- _YOUR ASSIGNMENT_: Taking the first line of the listing as the start and the line containing "flag (which clap" as the end, reproduce everything in between exactly, both ends included.

*** Begin section ***

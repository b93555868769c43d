//! Path resolution for stackform
//!
//! # Environment Variables
//!
//! - `STACKFORM_STATE_DIR` - Override the state directory
//!
//! # Path Resolution Priority
//!
//! For state_dir():
//! 1. `--state-dir` flag (which clap also fills from `STACKFORM_STATE_DIR`)
//! 2. `XDG_STATE_HOME/stackform` (if set)
//! 3. Platform default:
//!    - Windows: `%LOCALAPPDATA%\stackform`
//!    - macOS/Linux: `~/.local/state/stackform`
//!
//! Each stack keeps two files in the state directory: the local provider's
//! store (`<stack>.cloud.json`) and the record of the last run
//! (`<stack>.state.toml`).

use anyhow::{Context, Result};
use std::path::{Path, PathBuf};

/// Environment variable for state directory override
pub const ENV_STATE_DIR: &str = "STACKFORM_STATE_DIR";

/// Resolve the state directory.
pub fn state_dir(flag: Option<&Path>) -> Result<PathBuf> {
    if let Some(dir) = flag {
        let path = expand(&dir.to_string_lossy());
        log::debug!("Using state dir from flag or {ENV_STATE_DIR}: {}", path.display());
        return Ok(path);
    }

    if let Ok(xdg_state) = std::env::var("XDG_STATE_HOME") {
        let path = PathBuf::from(xdg_state).join("stackform");
        log::debug!("Using XDG_STATE_HOME: {}", path.display());
        return Ok(path);
    }

    #[cfg(windows)]
    {
        if let Some(local_app_data) = dirs::data_local_dir() {
            let path = local_app_data.join("stackform");
            log::debug!("Using Windows state dir: {}", path.display());
            return Ok(path);
        }
    }

    let home = dirs::home_dir().context("Could not determine home directory")?;
    let path = home.join(".local").join("state").join("stackform");
    log::debug!("Using default state dir: {}", path.display());
    Ok(path)
}

/// Local provider store for a stack
pub fn cloud_store(state_dir: &Path, stack: &str) -> PathBuf {
    state_dir.join(format!("{stack}.cloud.json"))
}

/// Run record for a stack
pub fn run_record(state_dir: &Path, stack: &str) -> PathBuf {
    state_dir.join(format!("{stack}.state.toml"))
}

/// Expand ~ and environment variables in a path string.
pub fn expand(path: &str) -> PathBuf {
    let expanded = shellexpand::full(path).unwrap_or(std::borrow::Cow::Borrowed(path));
    PathBuf::from(expanded.as_ref())
}

/// Resolve `path` as written in a stack document: expanded, and relative to
/// the directory of the document when not absolute.
pub fn resolve_relative(base: &Path, path: &str) -> PathBuf {
    let expanded = expand(path);
    if expanded.is_absolute() {
        return expanded;
    }
    match base.parent() {
        Some(dir) => dir.join(expanded),
        None => expanded,
    }
}

// ============================================================================
// Tests
// ============================================================================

*** End section ***

- _ANSWER BOX_:
repository b93555868769c43d
//! Path resolution for stackform
//!
//! # Environment Variables
//!
//! - `STACKFORM_STATE_DIR` - Override the state directory
//!
//! # Path Resolution Priority
//!
//! For state_dir():
//! 1. `--state-dir` flag (which clap also fills from `STACKFORM_STATE_DIR`)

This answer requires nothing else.